START Entries provided

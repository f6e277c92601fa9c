//! Run command implementation: plan, then deploy views in dependency order

use anyhow::{Context, Result};
use serde::Serialize;
use std::time::Instant;
use vf_core::{FsSourceProvider, ViewDefinition};
use vf_db::{create_warehouse, Warehouse};
use vf_deploy::{
    DeploymentExecutor, DeploymentPlan, DeploymentPlanner, DeploymentReport, ExecutionEvent,
    Outcome, ViewStatus,
};

use crate::cli::{GlobalArgs, OutputFormat, RunArgs};
use crate::commands::common::{
    load_project, print_json, print_table, selection, CommandResults, ExitCode, RunStatus,
};

/// Per-view entry in run output
#[derive(Debug, Clone, Serialize)]
struct ViewRunResult {
    name: String,
    #[serde(skip_serializing_if = "Option::is_none")]
    full_name: Option<String>,
    status: RunStatus,
    #[serde(skip_serializing_if = "Option::is_none")]
    error: Option<String>,
    duration_secs: f64,
}

/// JSON document for `vf run --output json`
#[derive(Debug, Serialize)]
struct RunOutput {
    dry_run: bool,
    order: Vec<String>,
    warnings: Vec<String>,
    outcome: Outcome,
    #[serde(flatten)]
    results: CommandResults<ViewRunResult>,
}

/// Execute the run command
pub async fn execute(args: &RunArgs, global: &GlobalArgs) -> Result<()> {
    let start = Instant::now();
    let project = load_project(global)?;
    let dry_run = args.dry || project.config.deployment.dry_run;
    let verbose = project.config.deployment.verbose;
    let json = args.output == OutputFormat::Json;

    let planner = DeploymentPlanner::new(&project.root, &project.config, &FsSourceProvider)
        .context("Failed to prepare deployment")?;
    let plan = planner
        .plan(&selection(&args.selection))
        .context("Deployment aborted")?;

    for failure in &plan.failures {
        eprintln!(
            "Parse error in {}: {}",
            failure.path.display(),
            failure.error
        );
    }

    if plan.is_empty() {
        eprintln!("No valid view files found (each must compile to a CREATE VIEW statement)");
        return Err(ExitCode(1).into());
    }

    let warehouse: Option<Box<dyn Warehouse>> = if dry_run {
        None
    } else {
        Some(
            create_warehouse(&project.config.warehouse, &project.root)
                .context("Failed to connect to warehouse")?,
        )
    };

    let executor = match warehouse.as_deref() {
        Some(warehouse) => DeploymentExecutor::new(warehouse),
        None => DeploymentExecutor::dry_run(),
    }
    .with_strict(project.config.deployment.strict);

    if !json {
        let mode = if dry_run { " (dry run)" } else { "" };
        println!(
            "Deploying {} views to {}{}\n",
            plan.len(),
            project.config.warehouse.warehouse_type,
            mode
        );
    }

    executor.prepare_schemas(&plan).await;
    let report = executor
        .run(&plan, |event| {
            if !json {
                print_event(&event, verbose);
            }
        })
        .await;

    let results = collect_results(&plan, &report);

    if json {
        let failure_count = results
            .iter()
            .filter(|r| r.status != RunStatus::Success)
            .count();
        let output = RunOutput {
            dry_run,
            order: plan.order.iter().map(|n| n.to_string()).collect(),
            warnings: plan.warnings.clone(),
            outcome: report.summary.outcome(),
            results: CommandResults::new(
                start,
                report.summary.succeeded,
                failure_count,
                results,
            ),
        };
        print_json(&output)?;
    } else {
        print_results(&results);
        print_summary(&plan, &report);
    }

    if report.summary.is_failure() {
        return Err(ExitCode(1).into());
    }

    Ok(())
}

fn print_event(event: &ExecutionEvent<'_>, verbose: bool) {
    match event {
        ExecutionEvent::Started {
            index,
            total,
            view,
            dry_run,
        } => {
            let action = if *dry_run {
                "Dry-run checking"
            } else {
                "Deploying"
            };
            println!("[{}/{}] {} {}...", index, total, action, view.name);
            if *dry_run {
                print_dry_run_details(view, verbose);
            }
        }
        ExecutionEvent::Finished { outcome, .. } => match outcome.status {
            ViewStatus::Success => {}
            ViewStatus::Failed => println!(
                "  ✗ {}",
                outcome.error.as_deref().unwrap_or("unknown error")
            ),
            ViewStatus::Skipped => println!("  - {} skipped", outcome.name),
        },
    }
}

fn print_dry_run_details(view: &ViewDefinition, verbose: bool) {
    println!("  Catalog:   {}", view.catalog().as_deref().unwrap_or("default"));
    println!("  Schema:    {}", view.schema().as_deref().unwrap_or("default"));
    println!("  Full name: {}", view.full_name);
    if verbose {
        let sql = view.pretty_sql.as_deref().unwrap_or(&view.compiled_content);
        println!("  SQL:");
        for line in sql.lines() {
            println!("    {}", line);
        }
    }
}

/// Executed views in order, then views dropped with a parse error
fn collect_results(plan: &DeploymentPlan, report: &DeploymentReport) -> Vec<ViewRunResult> {
    let executed = report.results.iter().map(|outcome| ViewRunResult {
        name: outcome.name.to_string(),
        full_name: Some(outcome.full_name.clone()),
        status: match outcome.status {
            ViewStatus::Success => RunStatus::Success,
            ViewStatus::Failed => RunStatus::Error,
            ViewStatus::Skipped => RunStatus::Skipped,
        },
        error: outcome.error.clone(),
        duration_secs: outcome.duration.as_secs_f64(),
    });

    let unparsed = plan.failures.iter().map(|failure| ViewRunResult {
        name: failure.name.to_string(),
        full_name: None,
        status: RunStatus::Error,
        error: Some(format!("parse error: {}", failure.error)),
        duration_secs: 0.0,
    });

    executed.chain(unparsed).collect()
}

fn print_results(results: &[ViewRunResult]) {
    let rows: Vec<Vec<String>> = results
        .iter()
        .map(|r| {
            vec![
                r.name.clone(),
                r.full_name.clone().unwrap_or_else(|| "-".to_string()),
                r.status.to_string(),
                format!("{:.2}s", r.duration_secs),
            ]
        })
        .collect();

    println!();
    print_table(&["VIEW", "FULL NAME", "STATUS", "TIME"], &rows);
    println!();
}

fn print_summary(plan: &DeploymentPlan, report: &DeploymentReport) {
    let summary = &report.summary;
    let verb = if summary.dry_run { "validated" } else { "deployed" };

    match summary.outcome() {
        Outcome::AllSucceeded => {
            println!("Successfully {} all {} views", verb, summary.total);
        }
        Outcome::Partial => {
            println!(
                "Partially {}: {}/{} views succeeded",
                verb, summary.succeeded, summary.total
            );
            println!("{} views failed", summary.failed);
            if summary.skipped > 0 {
                println!("{} views skipped", summary.skipped);
            }
        }
        Outcome::AllFailed => {
            println!("All {} views failed", summary.total);
        }
    }

    if !plan.failures.is_empty() {
        println!("{} views excluded with parse errors", plan.failures.len());
    }
    println!("Finished in {:.2}s", summary.duration.as_secs_f64());
}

END Entries provided

§ Work item
Only the lines containing the word "CommandResults" should be returned from the data above.

§ Your solution
    load_project, print_json, print_table, selection, CommandResults, ExitCode, RunStatus,
    results: CommandResults<ViewRunResult>,
            results: CommandResults::new(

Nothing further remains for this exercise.